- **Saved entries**

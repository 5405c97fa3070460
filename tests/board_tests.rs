use minesweeper::{neighbors, Board, BoardError, GameConfig, RevealResult};
use rand::rngs::SmallRng;
use rand::SeedableRng;

#[test]
fn test_single_cell_board_is_cleared_by_one_reveal() {
    let mut rng = SmallRng::seed_from_u64(1);
    let mut board = Board::with_rng(1, 0, &mut rng).unwrap();
    assert_eq!(board.count_adjacent_mines(0, 0), 0);
    assert_eq!(board.reveal(0, 0).unwrap(), RevealResult::Safe);
    assert_eq!(board.revealed_count(), 1);
    assert_eq!(board.mine_count(), 0);
    assert!(board.is_cleared());
}

#[test]
fn test_zero_cell_cascades_over_whole_board() {
    let mut board = Board::with_mines(3, [(0, 0)]).unwrap();
    assert_eq!(board.count_adjacent_mines(2, 2), 0);
    assert_eq!(board.reveal(2, 2).unwrap(), RevealResult::Safe);
    assert_eq!(board.revealed_count(), 8);
    assert!(!board.is_revealed(0, 0));
    assert!(board.is_cleared());
}

#[test]
fn test_two_by_two_needs_three_reveals() {
    let mut board = Board::with_mines(2, [(0, 0)]).unwrap();
    for (i, &(r, c)) in [(0, 1), (1, 0), (1, 1)].iter().enumerate() {
        assert!(!board.is_cleared());
        assert_eq!(board.reveal(r, c).unwrap(), RevealResult::Safe);
        assert_eq!(board.revealed_count(), i + 1);
    }
    assert!(board.is_cleared());
    assert_eq!(board.revealed_count() + board.mine_count(), 4);
}

#[test]
fn test_mine_reveal_does_not_flood() {
    let mut board = Board::with_mines(3, [(1, 1)]).unwrap();
    assert!(!board.is_mine(1, 1), "hidden mines stay hidden");
    assert_eq!(board.reveal(1, 1).unwrap(), RevealResult::Mine);
    assert_eq!(board.revealed_count(), 1);
    assert!(board.is_mine(1, 1));
    // a second reveal of the same mine is a no-op
    assert_eq!(board.reveal(1, 1).unwrap(), RevealResult::Safe);
    assert_eq!(board.revealed_count(), 1);
}

#[test]
fn test_numbered_cell_reveals_only_itself() {
    let mut board = Board::with_mines(4, [(0, 0), (3, 3)]).unwrap();
    assert_eq!(board.count_adjacent_mines(1, 1), 1);
    board.reveal(1, 1).unwrap();
    assert_eq!(board.revealed_count(), 1);
}

#[test]
fn test_adjacency_counts() {
    let board = Board::with_mines(3, [(0, 0), (0, 1)]).unwrap();
    assert_eq!(board.count_adjacent_mines(1, 1), 2);
    assert_eq!(board.count_adjacent_mines(1, 0), 2);
    assert_eq!(board.count_adjacent_mines(2, 2), 0);
    // a mine cell does not count itself
    assert_eq!(board.count_adjacent_mines(0, 0), 1);
}

#[test]
fn test_neighbors_clip_to_board() {
    let corner: Vec<_> = neighbors(3, 0, 0).collect();
    assert_eq!(corner, vec![(0, 1), (1, 0), (1, 1)]);
    assert_eq!(neighbors(3, 1, 1).count(), 8);
    assert_eq!(neighbors(1, 0, 0).count(), 0);
}

#[test]
fn test_invalid_configurations() {
    let mut rng = SmallRng::seed_from_u64(7);
    assert_eq!(
        Board::with_rng(3, 9, &mut rng).unwrap_err(),
        BoardError::InvalidConfiguration { size: 3, mines: 9 }
    );
    assert_eq!(
        Board::with_rng(0, 0, &mut rng).unwrap_err(),
        BoardError::InvalidConfiguration { size: 0, mines: 0 }
    );
    assert_eq!(
        Board::with_mines(2, [(0, 0), (0, 0)]).unwrap_err(),
        BoardError::DuplicateMine { row: 0, col: 0 }
    );
    assert_eq!(
        Board::with_mines(2, [(2, 0)]).unwrap_err(),
        BoardError::OutOfBounds { row: 2, col: 0 }
    );
    assert!(Board::with_mines(2, [(0, 0), (0, 1), (1, 0), (1, 1)]).is_err());
}

#[test]
#[cfg(target_pointer_width = "64")]
fn test_overflowing_size_is_rejected() {
    let mut rng = SmallRng::seed_from_u64(7);
    let size = 1usize << 32;
    assert_eq!(
        Board::with_rng(size, 1, &mut rng).unwrap_err(),
        BoardError::InvalidConfiguration { size, mines: 1 }
    );
    assert_eq!(
        GameConfig::new(size, 1).validate(),
        Err(BoardError::InvalidConfiguration { size, mines: 1 })
    );
    assert_eq!(
        Board::with_mines(size, [(0, 0)]).unwrap_err(),
        BoardError::InvalidConfiguration { size, mines: 0 }
    );
    assert_eq!(GameConfig::new(size, 1).safe_cells(), 0);
}

#[test]
fn test_thread_rng_constructor() {
    let board = Board::new(5, 3).unwrap();
    assert_eq!(board.size(), 5);
    assert_eq!(board.mine_count(), 3);
    assert_eq!(board.revealed_count(), 0);
    assert_eq!(
        Board::new(2, 4).unwrap_err(),
        BoardError::InvalidConfiguration { size: 2, mines: 4 }
    );
}

#[test]
fn test_reveal_out_of_bounds() {
    let mut board = Board::with_mines(3, [(0, 0)]).unwrap();
    assert_eq!(
        board.reveal(3, 1).unwrap_err(),
        BoardError::OutOfBounds { row: 3, col: 1 }
    );
    assert_eq!(board.revealed_count(), 0);
}

#[test]
fn test_random_placement_is_reproducible() {
    let mut rng1 = SmallRng::seed_from_u64(42);
    let mut rng2 = SmallRng::seed_from_u64(42);
    let mut a = Board::with_rng(8, 10, &mut rng1).unwrap();
    let mut b = Board::with_rng(8, 10, &mut rng2).unwrap();
    for r in 0..8 {
        for c in 0..8 {
            assert_eq!(a.reveal(r, c).unwrap(), b.reveal(r, c).unwrap());
        }
    }
}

- **Description of the task**
The entries above must be retyped exactly, down to the last character.

- **Response to this task**
repository 5405c97fa3070460
filename tests/board_tests.rs
use minesweeper::{neighbors, Board, BoardError, GameConfig, RevealResult};
use rand::rngs::SmallRng;
use rand::SeedableRng;

#[test]
fn test_single_cell_board_is_cleared_by_one_reveal() {
    let mut rng = SmallRng::seed_from_u64(1);
    let mut board = Board::with_rng(1, 0, &mut rng).unwrap();
    assert_eq!(board.count_adjacent_mines(0, 0), 0);
    assert_eq!(board.reveal(0, 0).unwrap(), RevealResult::Safe);
    assert_eq!(board.revealed_count(), 1);
    assert_eq!(board.mine_count(), 0);
    assert!(board.is_cleared());
}

#[test]
fn test_zero_cell_cascades_over_whole_board() {
    let mut board = Board::with_mines(3, [(0, 0)]).unwrap();
    assert_eq!(board.count_adjacent_mines(2, 2), 0);
    assert_eq!(board.reveal(2, 2).unwrap(), RevealResult::Safe);
    assert_eq!(board.revealed_count(), 8);
    assert!(!board.is_revealed(0, 0));
    assert!(board.is_cleared());
}

#[test]
fn test_two_by_two_needs_three_reveals() {
    let mut board = Board::with_mines(2, [(0, 0)]).unwrap();
    for (i, &(r, c)) in [(0, 1), (1, 0), (1, 1)].iter().enumerate() {
        assert!(!board.is_cleared());
        assert_eq!(board.reveal(r, c).unwrap(), RevealResult::Safe);
        assert_eq!(board.revealed_count(), i + 1);
    }
    assert!(board.is_cleared());
    assert_eq!(board.revealed_count() + board.mine_count(), 4);
}

#[test]
fn test_mine_reveal_does_not_flood() {
    let mut board = Board::with_mines(3, [(1, 1)]).unwrap();
    assert!(!board.is_mine(1, 1), "hidden mines stay hidden");
    assert_eq!(board.reveal(1, 1).unwrap(), RevealResult::Mine);
    assert_eq!(board.revealed_count(), 1);
    assert!(board.is_mine(1, 1));
    // a second reveal of the same mine is a no-op
    assert_eq!(board.reveal(1, 1).unwrap(), RevealResult::Safe);
    assert_eq!(board.revealed_count(), 1);
}

#[test]
fn test_numbered_cell_reveals_only_itself() {
    let mut board = Board::with_mines(4, [(0, 0), (3, 3)]).unwrap();
    assert_eq!(board.count_adjacent_mines(1, 1), 1);
    board.reveal(1, 1).unwrap();
    assert_eq!(board.revealed_count(), 1);
}

#[test]
fn test_adjacency_counts() {
    let board = Board::with_mines(3, [(0, 0), (0, 1)]).unwrap();
    assert_eq!(board.count_adjacent_mines(1, 1), 2);
    assert_eq!(board.count_adjacent_mines(1, 0), 2);
    assert_eq!(board.count_adjacent_mines(2, 2), 0);
    // a mine cell does not count itself
    assert_eq!(board.count_adjacent_mines(0, 0), 1);
}

#[test]
fn test_neighbors_clip_to_board() {
    let corner: Vec<_> = neighbors(3, 0, 0).collect();
    assert_eq!(corner, vec![(0, 1), (1, 0), (1, 1)]);
    assert_eq!(neighbors(3, 1, 1).count(), 8);
    assert_eq!(neighbors(1, 0, 0).count(), 0);
}

#[test]
fn test_invalid_configurations() {
    let mut rng = SmallRng::seed_from_u64(7);
    assert_eq!(
        Board::with_rng(3, 9, &mut rng).unwrap_err(),
        BoardError::InvalidConfiguration { size: 3, mines: 9 }
    );
    assert_eq!(
        Board::with_rng(0, 0, &mut rng).unwrap_err(),
        BoardError::InvalidConfiguration { size: 0, mines: 0 }
    );
    assert_eq!(
        Board::with_mines(2, [(0, 0), (0, 0)]).unwrap_err(),
        BoardError::DuplicateMine { row: 0, col: 0 }
    );
    assert_eq!(
        Board::with_mines(2, [(2, 0)]).unwrap_err(),
        BoardError::OutOfBounds { row: 2, col: 0 }
    );
    assert!(Board::with_mines(2, [(0, 0), (0, 1), (1, 0), (1, 1)]).is_err());
}

#[test]
#[cfg(target_pointer_width = "64")]
fn test_overflowing_size_is_rejected() {
    let mut rng = SmallRng::seed_from_u64(7);
    let size = 1usize << 32;
    assert_eq!(
        Board::with_rng(size, 1, &mut rng).unwrap_err(),
        BoardError::InvalidConfiguration { size, mines: 1 }
    );
    assert_eq!(
        GameConfig::new(size, 1).validate(),
        Err(BoardError::InvalidConfiguration { size, mines: 1 })
    );
    assert_eq!(
        Board::with_mines(size, [(0, 0)]).unwrap_err(),
        BoardError::InvalidConfiguration { size, mines: 0 }
    );
    assert_eq!(GameConfig::new(size, 1).safe_cells(), 0);
}

#[test]
fn test_thread_rng_constructor() {
    let board = Board::new(5, 3).unwrap();
    assert_eq!(board.size(), 5);
    assert_eq!(board.mine_count(), 3);
    assert_eq!(board.revealed_count(), 0);
    assert_eq!(
        Board::new(2, 4).unwrap_err(),
        BoardError::InvalidConfiguration { size: 2, mines: 4 }
    );
}

#[test]
fn test_reveal_out_of_bounds() {
    let mut board = Board::with_mines(3, [(0, 0)]).unwrap();
    assert_eq!(
        board.reveal(3, 1).unwrap_err(),
        BoardError::OutOfBounds { row: 3, col: 1 }
    );
    assert_eq!(board.revealed_count(), 0);
}

#[test]
fn test_random_placement_is_reproducible() {
    let mut rng1 = SmallRng::seed_from_u64(42);
    let mut rng2 = SmallRng::seed_from_u64(42);
    let mut a = Board::with_rng(8, 10, &mut rng1).unwrap();
    let mut b = Board::with_rng(8, 10, &mut rng2).unwrap();
    for r in 0..8 {
        for c in 0..8 {
            assert_eq!(a.reveal(r, c).unwrap(), b.reveal(r, c).unwrap());
        }
    }
}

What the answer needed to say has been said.